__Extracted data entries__
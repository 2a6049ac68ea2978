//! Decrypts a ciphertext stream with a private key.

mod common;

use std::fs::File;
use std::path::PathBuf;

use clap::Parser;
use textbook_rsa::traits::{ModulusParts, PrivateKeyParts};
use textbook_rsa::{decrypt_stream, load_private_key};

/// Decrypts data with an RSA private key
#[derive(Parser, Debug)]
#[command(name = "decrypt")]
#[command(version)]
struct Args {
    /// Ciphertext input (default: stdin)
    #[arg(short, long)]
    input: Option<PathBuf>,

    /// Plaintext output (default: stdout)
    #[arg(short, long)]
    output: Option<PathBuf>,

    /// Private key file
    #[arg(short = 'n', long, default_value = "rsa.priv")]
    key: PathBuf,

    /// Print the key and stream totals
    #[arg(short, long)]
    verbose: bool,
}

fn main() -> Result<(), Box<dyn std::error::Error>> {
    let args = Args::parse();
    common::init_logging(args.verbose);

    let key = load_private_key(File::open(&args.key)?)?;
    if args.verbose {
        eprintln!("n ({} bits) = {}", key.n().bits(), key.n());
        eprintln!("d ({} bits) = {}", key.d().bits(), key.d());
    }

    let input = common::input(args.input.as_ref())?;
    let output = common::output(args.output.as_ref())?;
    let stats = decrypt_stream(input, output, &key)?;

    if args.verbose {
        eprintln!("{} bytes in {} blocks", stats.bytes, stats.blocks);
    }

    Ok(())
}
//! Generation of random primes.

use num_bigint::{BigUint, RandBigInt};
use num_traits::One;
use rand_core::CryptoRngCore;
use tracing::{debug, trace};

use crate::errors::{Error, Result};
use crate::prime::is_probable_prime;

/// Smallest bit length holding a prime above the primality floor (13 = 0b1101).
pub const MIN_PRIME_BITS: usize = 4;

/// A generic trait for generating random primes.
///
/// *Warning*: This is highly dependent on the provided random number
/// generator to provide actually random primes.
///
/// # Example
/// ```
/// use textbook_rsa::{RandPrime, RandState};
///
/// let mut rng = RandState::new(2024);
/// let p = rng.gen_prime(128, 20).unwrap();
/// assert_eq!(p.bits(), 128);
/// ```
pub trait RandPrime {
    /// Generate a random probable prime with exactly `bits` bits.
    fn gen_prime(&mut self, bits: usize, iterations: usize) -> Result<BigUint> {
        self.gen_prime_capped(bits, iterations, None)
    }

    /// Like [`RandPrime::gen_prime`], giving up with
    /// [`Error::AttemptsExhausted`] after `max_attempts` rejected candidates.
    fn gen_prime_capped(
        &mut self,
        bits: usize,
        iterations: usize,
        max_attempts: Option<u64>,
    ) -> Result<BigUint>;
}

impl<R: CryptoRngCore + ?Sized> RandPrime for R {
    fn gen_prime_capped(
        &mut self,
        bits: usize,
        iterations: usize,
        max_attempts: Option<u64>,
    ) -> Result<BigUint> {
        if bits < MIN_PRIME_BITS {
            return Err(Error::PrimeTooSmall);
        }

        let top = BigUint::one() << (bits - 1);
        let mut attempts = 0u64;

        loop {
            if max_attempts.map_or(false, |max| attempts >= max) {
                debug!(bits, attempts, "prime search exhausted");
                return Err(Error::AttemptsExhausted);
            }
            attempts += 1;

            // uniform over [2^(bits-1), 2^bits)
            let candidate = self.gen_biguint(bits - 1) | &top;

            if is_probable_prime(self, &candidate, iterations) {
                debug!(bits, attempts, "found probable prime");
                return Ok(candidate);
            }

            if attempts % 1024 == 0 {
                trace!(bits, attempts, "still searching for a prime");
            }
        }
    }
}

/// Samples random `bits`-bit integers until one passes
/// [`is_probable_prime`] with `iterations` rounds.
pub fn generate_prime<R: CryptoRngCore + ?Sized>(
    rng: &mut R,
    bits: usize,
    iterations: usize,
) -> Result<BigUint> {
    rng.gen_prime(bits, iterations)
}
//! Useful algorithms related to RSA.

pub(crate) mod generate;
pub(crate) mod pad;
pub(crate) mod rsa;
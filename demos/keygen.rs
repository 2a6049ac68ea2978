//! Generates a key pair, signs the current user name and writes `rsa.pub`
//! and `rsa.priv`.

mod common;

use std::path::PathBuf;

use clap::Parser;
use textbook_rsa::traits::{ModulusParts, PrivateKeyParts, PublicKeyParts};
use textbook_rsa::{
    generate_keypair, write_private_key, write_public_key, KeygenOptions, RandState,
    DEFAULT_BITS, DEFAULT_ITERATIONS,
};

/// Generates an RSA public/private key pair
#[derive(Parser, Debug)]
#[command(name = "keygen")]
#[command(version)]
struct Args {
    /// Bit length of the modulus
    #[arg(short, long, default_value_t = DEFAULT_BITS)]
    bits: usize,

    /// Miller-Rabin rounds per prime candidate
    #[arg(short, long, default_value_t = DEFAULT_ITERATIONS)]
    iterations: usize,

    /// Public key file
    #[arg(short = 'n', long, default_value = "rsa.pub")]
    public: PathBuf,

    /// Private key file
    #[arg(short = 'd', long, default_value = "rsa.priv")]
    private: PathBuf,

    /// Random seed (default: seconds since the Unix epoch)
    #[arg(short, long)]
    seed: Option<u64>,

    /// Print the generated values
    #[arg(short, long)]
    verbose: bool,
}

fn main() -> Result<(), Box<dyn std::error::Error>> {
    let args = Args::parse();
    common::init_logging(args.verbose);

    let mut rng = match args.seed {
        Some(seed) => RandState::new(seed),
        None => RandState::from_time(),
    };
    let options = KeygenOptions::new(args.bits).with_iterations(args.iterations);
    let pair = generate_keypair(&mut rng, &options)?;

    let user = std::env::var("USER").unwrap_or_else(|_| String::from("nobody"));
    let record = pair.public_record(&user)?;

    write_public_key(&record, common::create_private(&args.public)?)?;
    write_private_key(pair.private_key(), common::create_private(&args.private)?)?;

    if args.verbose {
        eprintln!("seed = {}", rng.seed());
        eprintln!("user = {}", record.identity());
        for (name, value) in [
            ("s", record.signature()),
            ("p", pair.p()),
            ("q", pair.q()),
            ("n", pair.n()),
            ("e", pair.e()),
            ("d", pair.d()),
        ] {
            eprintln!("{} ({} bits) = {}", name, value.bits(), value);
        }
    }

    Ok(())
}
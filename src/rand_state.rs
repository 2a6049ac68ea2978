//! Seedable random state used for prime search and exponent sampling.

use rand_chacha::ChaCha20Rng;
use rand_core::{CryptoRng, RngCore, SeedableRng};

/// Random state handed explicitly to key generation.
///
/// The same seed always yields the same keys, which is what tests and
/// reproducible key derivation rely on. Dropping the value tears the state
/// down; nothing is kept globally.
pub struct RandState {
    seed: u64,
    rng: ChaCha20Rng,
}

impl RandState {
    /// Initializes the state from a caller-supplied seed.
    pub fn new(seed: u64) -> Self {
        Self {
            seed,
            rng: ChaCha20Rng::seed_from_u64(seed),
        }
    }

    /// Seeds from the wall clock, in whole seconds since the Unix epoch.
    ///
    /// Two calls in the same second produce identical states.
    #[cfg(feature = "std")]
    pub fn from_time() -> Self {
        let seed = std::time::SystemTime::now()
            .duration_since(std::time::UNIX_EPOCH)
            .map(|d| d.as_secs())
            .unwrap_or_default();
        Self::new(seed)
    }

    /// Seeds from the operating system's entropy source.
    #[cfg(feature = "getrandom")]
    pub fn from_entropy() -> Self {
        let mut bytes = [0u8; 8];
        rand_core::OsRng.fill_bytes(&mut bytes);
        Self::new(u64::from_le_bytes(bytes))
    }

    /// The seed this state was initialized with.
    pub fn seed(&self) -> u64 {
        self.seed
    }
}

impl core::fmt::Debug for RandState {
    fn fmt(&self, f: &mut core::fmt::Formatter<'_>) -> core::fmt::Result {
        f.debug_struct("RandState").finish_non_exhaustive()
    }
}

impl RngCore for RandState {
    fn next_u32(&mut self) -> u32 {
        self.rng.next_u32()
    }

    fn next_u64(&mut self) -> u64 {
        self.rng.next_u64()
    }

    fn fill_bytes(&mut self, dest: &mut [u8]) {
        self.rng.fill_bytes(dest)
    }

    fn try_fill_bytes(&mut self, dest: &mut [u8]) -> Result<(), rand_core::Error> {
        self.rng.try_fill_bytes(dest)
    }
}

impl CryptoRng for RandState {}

__Task description__
Look above for the line with "let mut attempts = 0u64;" and the line with "if attempts %", and reproduce exactly those two lines plus every line between, nothing more.

__Solution__
        let mut attempts = 0u64;

        loop {
            if max_attempts.map_or(false, |max| attempts >= max) {
                debug!(bits, attempts, "prime search exhausted");
                return Err(Error::AttemptsExhausted);
            }
            attempts += 1;

            // uniform over [2^(bits-1), 2^bits)
            let candidate = self.gen_biguint(bits - 1) | &top;

            if is_probable_prime(self, &candidate, iterations) {
                debug!(bits, attempts, "found probable prime");
                return Ok(candidate);
            }

            if attempts % 1024 == 0 {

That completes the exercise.